A menos de veinte metros de la calle de rodaje seguían a la misma velocidad. Si no daban vuelta pronto, el avión cruzar la superficie firme y se estrellaría en la nieve amontonada al otro lado. Cuando sintió que los neumáticos tocaron el pavimento Patroni aplicó al máximo los frenos de izquierda y abrió de golpe los dos aceleradores de estribor; todo le respondió y el avión a dio una vuelta repentina a la izquierda, en un arco de noventa grados. A mitad de camino cerró los aceleradores y aplicó todos los frenos a la vez. El Aéreo-Mexican 707 siguió andando un poco, aminoró y se detuvo.

Joe Patroni sonrió de oreja a oreja. El avión quedaba estacionado con toda pulcritud, en el centro mismo de la calle de rodaje, paralela a la pista tres cero.

Esta última, a setenta metros de distancia, ya no estaba bloqueada.

Dentro del auto de Mel, que seguía en la pista, Tanya gritó:

—¡Lo hizo, lo hizo!

Junto a ella, Mel ya hablaba por radio con el Control de nieve, ordenando quitar de allí todo el equipo.

Segundos antes llamaba furioso a la torre, exigiendo por tercera vez que Joe Patroni parase inmediatamente los motores. Le aseguraron que sus mensajes llegaban a Patroni, pero que éste no les hacía caso. Su furia no había desaparecido; podía castigar a Joe con severidad por negarse a obedecer órdenes de la gerencia en un asunto tan importante y urgente. Pero no lo haría. Patroni se había salido con la suya y el sentido común prohibía castigar esa clase de éxito.

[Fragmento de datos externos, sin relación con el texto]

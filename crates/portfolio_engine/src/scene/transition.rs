//! Transition requests, outcomes and rejection reasons

use super::SceneId;
use thiserror::Error;

/// Per-request overrides
#[derive(Debug, Clone, Copy, Default, PartialEq)]
pub struct TransitionOptions {
    /// Camera animation length; falls back to the manager default when unset
    pub duration_ms: Option<f64>,
}

impl TransitionOptions {
    /// Override the animation length
    pub fn with_duration(duration_ms: f64) -> Self {
        Self { duration_ms: Some(duration_ms) }
    }
}

/// Why a request or registration was turned down
#[derive(Debug, Clone, PartialEq, Eq, Error)]
pub enum SceneError {
    /// No scene instance is registered under the id
    #[error("scene \"{0}\" is not registered")]
    UnknownScene(SceneId),

    /// The id is already the current scene
    #[error("already in scene \"{0}\"")]
    AlreadyCurrent(SceneId),

    /// Registration for an id that has no config
    #[error("no config found for scene \"{0}\"")]
    Unconfigured(SceneId),

    /// Navigation needs at least one registered scene
    #[error("no scenes registered")]
    NoScenes,

    /// Operation is only allowed while no transition is running
    #[error("a transition is in progress")]
    Busy,
}

/// What `transition_to` did with a request
#[derive(Debug, Clone, PartialEq, Eq)]
#[must_use]
pub enum TransitionOutcome {
    /// Accepted and running now
    Started,
    /// Another transition is running; appended to the queue
    Queued {
        /// Position in the queue, 0 = next to run
        position: usize,
    },
    /// Dropped without touching any state
    Rejected(SceneError),
}

impl TransitionOutcome {
    /// Accepted now or later
    pub fn is_accepted(&self) -> bool {
        !matches!(self, Self::Rejected(_))
    }
}

/// Observable phase of the orchestrator
///
/// Deactivation, activation, UI update and notification run synchronously
/// inside a single call, so only these phases can be seen from outside.
#[derive(Debug, Clone, Copy, PartialEq, Eq)]
pub enum TransitionPhase {
    /// No transition in flight
    Idle,
    /// Camera is moving towards the new scene
    CameraAnimating,
}

/// Request waiting for the running transition to finish
#[derive(Debug, Clone, PartialEq)]
pub(crate) struct QueuedTransition {
    pub target: SceneId,
    pub options: TransitionOptions,
}
//! Display/opacity model of the shared overlays
//!
//! Showing a region makes it displayed immediately and fades its opacity in
//! after a short delay; hiding fades opacity out first and removes it from
//! layout once the fade has had time to play.

use super::{UiController, UiRegions};
use std::collections::HashMap;

/// Delay between displaying a region and raising its opacity
pub const FADE_IN_DELAY_MS: f64 = 10.0;

/// Delay between dropping opacity and removing the region from layout
pub const FADE_OUT_DELAY_MS: f64 = 300.0;

#[derive(Debug, Clone, Copy, PartialEq)]
enum PendingFade {
    Reveal { at_ms: f64 },
    Remove { at_ms: f64 },
}

impl PendingFade {
    fn due(self, now_ms: f64) -> bool {
        match self {
            Self::Reveal { at_ms } | Self::Remove { at_ms } => now_ms >= at_ms,
        }
    }
}

/// Observable state of one region
#[derive(Debug, Clone, Copy, PartialEq)]
pub struct RegionState {
    /// Takes part in layout
    pub displayed: bool,
    /// 0 = transparent, 1 = opaque
    pub opacity: f32,
    /// Visibility most recently requested
    pub requested_visible: bool,
    pending: Option<PendingFade>,
}

impl RegionState {
    const HIDDEN: Self = Self {
        displayed: false,
        opacity: 0.0,
        requested_visible: false,
        pending: None,
    };

    /// Whether a fade is still scheduled
    pub fn is_fading(&self) -> bool {
        self.pending.is_some()
    }
}

/// In-process overlay controller with delayed fades
#[derive(Debug, Default)]
pub struct OverlayUi {
    regions: HashMap<UiRegions, RegionState>,
}

impl OverlayUi {
    /// All regions start hidden
    pub fn new() -> Self {
        Self::default()
    }

    /// State of a single region flag
    pub fn region(&self, region: UiRegions) -> RegionState {
        self.regions.get(&region).copied().unwrap_or(RegionState::HIDDEN)
    }

    /// Whether the last request for a region was "show"
    pub fn is_requested_visible(&self, region: UiRegions) -> bool {
        self.region(region).requested_visible
    }

    /// Whether the region is displayed and fully faded in
    pub fn is_fully_visible(&self, region: UiRegions) -> bool {
        let state = self.region(region);
        state.displayed && state.opacity >= 1.0
    }
}

impl UiController for OverlayUi {
    fn set_region_visible(&mut self, regions: UiRegions, visible: bool, now_ms: f64) {
        for region in regions.iter() {
            let state = self.regions.entry(region).or_insert(RegionState::HIDDEN);
            state.requested_visible = visible;
            // A newer request replaces whatever fade was still scheduled
            if visible {
                state.displayed = true;
                state.pending = Some(PendingFade::Reveal { at_ms: now_ms + FADE_IN_DELAY_MS });
            } else {
                state.opacity = 0.0;
                state.pending = Some(PendingFade::Remove { at_ms: now_ms + FADE_OUT_DELAY_MS });
            }
            log::debug!("UI region {:?} -> {}", region, if visible { "shown" } else { "hidden" });
        }
    }

    fn tick(&mut self, now_ms: f64) {
        for state in self.regions.values_mut() {
            match state.pending {
                Some(fade @ PendingFade::Reveal { .. }) if fade.due(now_ms) => {
                    state.opacity = 1.0;
                    state.pending = None;
                }
                Some(fade @ PendingFade::Remove { .. }) if fade.due(now_ms) => {
                    state.displayed = false;
                    state.pending = None;
                }
                _ => {}
            }
        }
    }
}
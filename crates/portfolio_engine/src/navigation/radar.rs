//! Radar minimap geometry
//!
//! Scenes sit on a circle, evenly spaced and starting at the top, in the
//! order the manager lists them. Coordinates are canvas pixels with the
//! origin at the top-left and y pointing down.

use crate::foundation::math::{constants, utils, Vec2};
use crate::scene::{SceneId, SceneSummary};

/// Sweep line advance per frame, in radians
pub const SWEEP_SPEED: f32 = 0.02;

/// Gap between the radar ring and the canvas edge
pub const EDGE_MARGIN: f32 = 10.0;

/// Scene markers sit at this fraction of the ring radius
pub const MARKER_RADIUS_RATIO: f32 = 0.7;

/// Labels sit slightly further out than their markers
pub const LABEL_RADIUS_RATIO: f32 = 0.85;

/// One scene as drawn on the radar
#[derive(Debug, Clone, PartialEq)]
pub struct RadarMarker {
    /// Scene id
    pub id: SceneId,
    /// Scene label
    pub label: String,
    /// Marker centre
    pub position: Vec2,
    /// Label anchor
    pub label_position: Vec2,
    /// Marker for the current scene
    pub active: bool,
}

/// Canvas dimensions and the shapes derived from them
#[derive(Debug, Clone, Copy, PartialEq)]
pub struct RadarGeometry {
    /// Canvas width in pixels
    pub width: f32,
    /// Canvas height in pixels
    pub height: f32,
}

impl RadarGeometry {
    /// Square canvas
    pub fn square(size: u32) -> Self {
        Self {
            width: size as f32,
            height: size as f32,
        }
    }

    /// Canvas centre
    pub fn center(&self) -> Vec2 {
        Vec2::new(self.width * 0.5, self.height * 0.5)
    }

    /// Outer ring radius
    pub fn radius(&self) -> f32 {
        (self.width.min(self.height) * 0.5 - EDGE_MARGIN).max(0.0)
    }

    /// Angle of scene `index` out of `count`; index 0 points straight up
    pub fn scene_angle(index: usize, count: usize) -> f32 {
        if count == 0 {
            return -constants::HALF_PI;
        }
        index as f32 * constants::TAU / count as f32 - constants::HALF_PI
    }

    fn on_ring(&self, angle: f32, distance: f32) -> Vec2 {
        self.center() + Vec2::new(angle.cos(), angle.sin()) * distance
    }

    /// Marker and label placement for every scene
    pub fn markers(&self, scenes: &[SceneSummary], current: Option<&SceneId>) -> Vec<RadarMarker> {
        let radius = self.radius();
        scenes
            .iter()
            .enumerate()
            .map(|(index, scene)| {
                let angle = Self::scene_angle(index, scenes.len());
                RadarMarker {
                    id: scene.id.clone(),
                    label: scene.display_name.clone(),
                    position: self.on_ring(angle, radius * MARKER_RADIUS_RATIO),
                    label_position: self.on_ring(angle, radius * LABEL_RADIUS_RATIO),
                    active: current == Some(&scene.id),
                }
            })
            .collect()
    }

    /// Scene whose direction is angularly closest to a canvas point
    pub fn scene_at(&self, x: f32, y: f32, scenes: &[SceneSummary]) -> Option<SceneId> {
        let offset = Vec2::new(x, y) - self.center();
        let angle = offset.y.atan2(offset.x);

        scenes
            .iter()
            .enumerate()
            .map(|(index, scene)| {
                let diff = utils::angle_distance(angle, Self::scene_angle(index, scenes.len()));
                (diff, &scene.id)
            })
            .min_by(|a, b| a.0.total_cmp(&b.0))
            .map(|(_, id)| id.clone())
    }
}

/// Rotating sweep line
#[derive(Debug, Clone, Copy, Default, PartialEq)]
pub struct RadarSweep {
    rotation: f32,
}

impl RadarSweep {
    /// Advance by one frame
    pub fn advance(&mut self) {
        self.rotation = utils::wrap_angle(self.rotation + SWEEP_SPEED);
    }

    /// Current angle in `[0, TAU)`
    pub fn rotation(&self) -> f32 {
        self.rotation
    }

    /// Tip of the sweep line on the outer ring
    pub fn tip(&self, geometry: &RadarGeometry) -> Vec2 {
        geometry.on_ring(self.rotation, geometry.radius())
    }
}
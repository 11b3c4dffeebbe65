//! Logging utilities and structured logging support

pub use log::{debug, info, warn, error, trace};

/// Initialize the logging system with the default filter (`RUST_LOG` or `info`)
pub fn init() {
    init_with_level("info");
}

/// Initialize the logging system with a fallback level
///
/// `RUST_LOG` still wins when it is set, so configured levels only apply to
/// runs without an explicit environment filter. Calling this more than once
/// is harmless; later calls are ignored.
pub fn init_with_level(level: &str) {
    let env = env_logger::Env::default().default_filter_or(level);
    if env_logger::Builder::from_env(env).try_init().is_err() {
        log::debug!("Logger already initialized, keeping existing configuration");
    }
}

#[cfg(test)]
mod tests {
    use super::*;

    #[test]
    fn test_late_init_keeps_first_logger() {
        init_with_level("warn");
        init();
        init_with_level("debug");
        log::error!("still routed through the first logger");
    }
}
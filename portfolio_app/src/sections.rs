//! The four portfolio sections
//!
//! Each section keeps only the state its per-frame animation needs; the
//! actual meshes and overlays live in the browser front end.

use portfolio_engine::scene::RenderableScene;

/// Idempotent visibility plus frame bookkeeping shared by every section
#[derive(Debug)]
struct SectionState {
    name: &'static str,
    active: bool,
    preloaded: bool,
    frames: u64,
}

impl SectionState {
    fn new(name: &'static str) -> Self {
        Self {
            name,
            active: false,
            preloaded: false,
            frames: 0,
        }
    }

    fn activate(&mut self) {
        if !self.active {
            self.active = true;
            log::debug!("{} section shown", self.name);
        }
    }

    fn deactivate(&mut self) {
        if self.active {
            self.active = false;
            log::debug!("{} section hidden after {} frames", self.name, self.frames);
        }
    }

    fn preload(&mut self) {
        if !self.preloaded {
            self.preloaded = true;
            log::debug!("{} section assets warmed up", self.name);
        }
    }
}

/// Landing scene with slowly orbiting shapes
#[derive(Debug)]
pub struct HeroSection {
    state: SectionState,
    orbit: f32,
    aspect: f32,
}

impl HeroSection {
    pub fn new() -> Self {
        // The landing page is on screen before the manager exists
        let mut state = SectionState::new("Hero");
        state.active = true;
        Self {
            state,
            orbit: 0.0,
            aspect: 16.0 / 9.0,
        }
    }
}

impl RenderableScene for HeroSection {
    fn activate(&mut self) {
        self.state.activate();
    }

    fn deactivate(&mut self) {
        self.state.deactivate();
    }

    fn update(&mut self) {
        self.state.frames += 1;
        self.orbit = (self.orbit + 0.005) % std::f32::consts::TAU;
    }

    fn render(&mut self) {
        log::trace!("Hero orbit {:.3} rad at aspect {:.2}", self.orbit, self.aspect);
    }

    fn on_resize(&mut self, width: u32, height: u32) {
        if height > 0 {
            self.aspect = width as f32 / height as f32;
        }
    }

    fn preload(&mut self) {
        self.state.preload();
    }
}

const BIO: &str = "Developer building interactive 3D experiences for the web.";

/// Bio revealed one character at a time
#[derive(Debug)]
pub struct AboutSection {
    state: SectionState,
    revealed: usize,
}

impl AboutSection {
    pub fn new() -> Self {
        Self {
            state: SectionState::new("About"),
            revealed: 0,
        }
    }

    /// Text typed so far
    pub fn visible_text(&self) -> &str {
        let end = BIO
            .char_indices()
            .nth(self.revealed)
            .map_or(BIO.len(), |(i, _)| i);
        &BIO[..end]
    }
}

impl RenderableScene for AboutSection {
    fn activate(&mut self) {
        if !self.state.active {
            self.revealed = 0;
        }
        self.state.activate();
    }

    fn deactivate(&mut self) {
        if self.state.active {
            log::debug!("About left with \"{}\" typed", self.visible_text());
        }
        self.state.deactivate();
    }

    fn update(&mut self) {
        self.state.frames += 1;
        // Two frames per character
        if self.state.frames % 2 == 0 && self.revealed < BIO.chars().count() {
            self.revealed += 1;
        }
    }

    fn preload(&mut self) {
        self.state.preload();
    }
}

const TECHNOLOGIES: [&str; 6] = ["Rust", "TypeScript", "Three.js", "WebGL", "Node.js", "PostgreSQL"];

/// Ring of technology badges rotating around the camera target
#[derive(Debug)]
pub struct TechStackSection {
    state: SectionState,
    ring_rotation: f32,
}

impl TechStackSection {
    pub fn new() -> Self {
        Self {
            state: SectionState::new("Tech stack"),
            ring_rotation: 0.0,
        }
    }

    /// Badge facing the camera
    pub fn front_badge(&self) -> &'static str {
        let step = std::f32::consts::TAU / TECHNOLOGIES.len() as f32;
        let index = (self.ring_rotation / step).round() as usize % TECHNOLOGIES.len();
        TECHNOLOGIES[index]
    }
}

impl RenderableScene for TechStackSection {
    fn activate(&mut self) {
        self.state.activate();
    }

    fn deactivate(&mut self) {
        if self.state.active {
            log::debug!("Tech stack left facing {}", self.front_badge());
        }
        self.state.deactivate();
    }

    fn update(&mut self) {
        self.state.frames += 1;
        self.ring_rotation = (self.ring_rotation + 0.01) % std::f32::consts::TAU;
    }

    fn preload(&mut self) {
        self.state.preload();
    }
}

const PROJECT_CARDS: usize = 4;
const FRAMES_PER_CARD: u64 = 180;

/// Project cards highlighted in turn
#[derive(Debug)]
pub struct ProjectsSection {
    state: SectionState,
    highlighted: usize,
}

impl ProjectsSection {
    pub fn new() -> Self {
        Self {
            state: SectionState::new("Projects"),
            highlighted: 0,
        }
    }

    pub fn highlighted(&self) -> usize {
        self.highlighted
    }
}

impl RenderableScene for ProjectsSection {
    fn activate(&mut self) {
        self.state.activate();
    }

    fn deactivate(&mut self) {
        if self.state.active {
            log::debug!("Projects left on card {}", self.highlighted() + 1);
        }
        self.state.deactivate();
    }

    fn update(&mut self) {
        self.state.frames += 1;
        if self.state.frames % FRAMES_PER_CARD == 0 {
            self.highlighted = (self.highlighted + 1) % PROJECT_CARDS;
        }
    }

    fn preload(&mut self) {
        self.state.preload();
    }
}
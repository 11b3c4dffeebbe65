//! Portfolio demo application
//!
//! Runs the scene orchestrator headless: the four portfolio sections are
//! registered, and a scripted visitor clicks through the landing page, uses
//! the keyboard and the radar, and resizes the window while transitions are
//! still running.

mod sections;

use portfolio_engine::core::{Config, ConfigError, SiteConfig};
use portfolio_engine::foundation::logging;
use portfolio_engine::foundation::time::{Clock, SystemClock, Timer};
use portfolio_engine::navigation::Navigation;
use portfolio_engine::render::Camera;
use portfolio_engine::scene::{SceneError, SceneManager, TransitionOutcome};
use portfolio_engine::ui::OverlayUi;
use sections::{AboutSection, HeroSection, ProjectsSection, TechStackSection};
use std::cell::RefCell;
use std::path::PathBuf;
use std::rc::Rc;
use std::time::Duration;
use thiserror::Error;

const DEFAULT_CONFIG_PATH: &str = "portfolio_app/config/portfolio.toml";

/// Frames to keep running after the last scripted input
const SETTLE_FRAMES: u64 = 300;

#[derive(Debug, Error)]
enum AppError {
    #[error("configuration error: {0}")]
    Config(#[from] ConfigError),

    #[error("scene setup failed: {0}")]
    Scene(#[from] SceneError),
}

/// Visitor input replayed by the demo
#[derive(Debug, Clone, Copy)]
enum Input {
    /// "Explore" button on the landing overlay
    Explore,
    Key(&'static str),
    NavButton(usize),
    RadarClick(f32, f32),
    Resize(u32, u32),
}

const SCRIPT: &[(u64, Input)] = &[
    (30, Input::Explore),
    (60, Input::Key("ArrowDown")), // queued behind the running transition
    (300, Input::Key("3")),        // already current, rejected
    (330, Input::NavButton(4)),
    (340, Input::Resize(1280, 720)),
    (480, Input::RadarClick(75.0, 5.0)),
    (490, Input::Key("ArrowDown")), // hero hides navigation, ignored
    (640, Input::Explore),
];

fn load_config() -> Result<(SiteConfig, Option<PathBuf>), AppError> {
    let path = std::env::args()
        .nth(1)
        .map_or_else(|| PathBuf::from(DEFAULT_CONFIG_PATH), PathBuf::from);

    let (config, source) = if path.exists() {
        (SiteConfig::load_from_file(&path)?, Some(path))
    } else {
        (SiteConfig::default(), None)
    };
    config.validate()?;
    Ok((config, source))
}

fn log_outcome(input: Input, outcome: Option<TransitionOutcome>) {
    match outcome {
        Some(TransitionOutcome::Started) => log::info!("{:?}: transition started", input),
        Some(TransitionOutcome::Queued { position }) => {
            log::info!("{:?}: queued at position {}", input, position);
        }
        Some(TransitionOutcome::Rejected(err)) => log::info!("{:?}: rejected ({})", input, err),
        None => log::info!("{:?}: ignored", input),
    }
}

fn run() -> Result<(), AppError> {
    let (config, source) = load_config()?;
    logging::init_with_level(&config.engine.log_level);

    match &source {
        Some(path) => log::info!("Loaded site configuration from {}", path.display()),
        None => log::warn!("No configuration at {}, using built-in defaults", DEFAULT_CONFIG_PATH),
    }

    let clock = SystemClock::new();
    let ui = Rc::new(RefCell::new(OverlayUi::new()));

    let aspect = config.engine.viewport_width as f32 / config.engine.viewport_height as f32;
    let camera = Camera::perspective(
        config.scenes.iter().next().map_or_else(|| Camera::default().position, |c| c.camera_position),
        75.0,
        aspect,
        0.1,
        1000.0,
    );

    let mut manager = SceneManager::new(config.scenes.clone(), Box::new(clock.clone()), Box::new(Rc::clone(&ui)))
        .with_settings(&config.transitions)
        .with_camera(camera);

    manager.register_scene("hero", Box::new(HeroSection::new()))?;
    manager.register_scene("about", Box::new(AboutSection::new()))?;
    manager.register_scene("techstack", Box::new(TechStackSection::new()))?;
    manager.register_scene("projects", Box::new(ProjectsSection::new()))?;

    manager.on_scene_change(|new, old| log::info!("Now showing {} (was {})", new, old));

    let mut navigation = Navigation::new(&config.navigation);
    navigation.attach(&mut manager);

    let frame_time = Duration::from_secs_f64(1.0 / f64::from(config.engine.target_fps));
    let last_scripted = SCRIPT.iter().map(|(frame, _)| *frame).max().unwrap_or(0);
    let mut timer = Timer::new(clock.now_ms());

    log::info!("Starting portfolio demo at {} fps", config.engine.target_fps);

    for frame in 0..=last_scripted + SETTLE_FRAMES {
        for (_, input) in SCRIPT.iter().filter(|(at, _)| *at == frame) {
            let outcome = match *input {
                Input::Explore => Some(manager.transition_to("about")),
                Input::Key(key) => navigation.handle_key(key, &mut manager),
                Input::NavButton(index) => navigation.click_button(index, &mut manager),
                Input::RadarClick(x, y) => navigation.handle_radar_click(x, y, &mut manager),
                Input::Resize(width, height) => {
                    manager.resize(width, height);
                    log::info!("Viewport resized to {}x{}", width, height);
                    continue;
                }
            };
            log_outcome(*input, outcome);
        }

        manager.tick();
        navigation.sync_visibility(&manager, &mut *ui.borrow_mut(), clock.now_ms());
        navigation.tick();
        manager.update_current_scene();
        manager.render_current_scene();

        timer.update(clock.now_ms());
        std::thread::sleep(frame_time);
    }

    let position = manager.camera().position;
    log::info!(
        "Demo finished in {} with the camera at ({:.1}, {:.1}, {:.1}) after {} frames ({:.1} fps average)",
        manager.current_scene_id().map_or("no scene", |id| id.as_str()),
        position.x,
        position.y,
        position.z,
        timer.frame_count(),
        timer.average_fps()
    );

    navigation.detach(&mut manager);
    manager.dispose();
    Ok(())
}

fn main() {
    if let Err(e) = run() {
        // Configuration errors surface before run() installs the logger
        logging::init();
        log::error!("Portfolio demo failed: {}", e);
        std::process::exit(1);
    }
}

La leyenda de Patroni tenía un capítulo más.

El equipo antinieve ya se alejaba.

—Móvil uno a Control de tierra —dijo Mel en la frecuencia de torre—. El avión varado ya no está en la pista tres cero. Siguen los vehículos. Examinaré si hay daños.

Con un faro móvil encendido miró toda la superficie de la pista. Tanya y el periodista hicieron lo mismo. A veces estos incidentes tenían un saldo de herramientas o desechos dejados por los trabajadores, peligrosos para aviones que despegaban o aterrizaban. La luz no reveló nada más que la irregular superficie de la nieve.

El último quitanieve doblaba en la intersección más cercana. Mel aceleró y lo siguió. Los tres estaban agotados por la tensión de los últimos minutos, pero sabían que la verdadera prueba quedaba por pasar.

—Pista tres cero limpia y abierta —informó Mel al doblar a la izquierda, detrás de los quitanieve.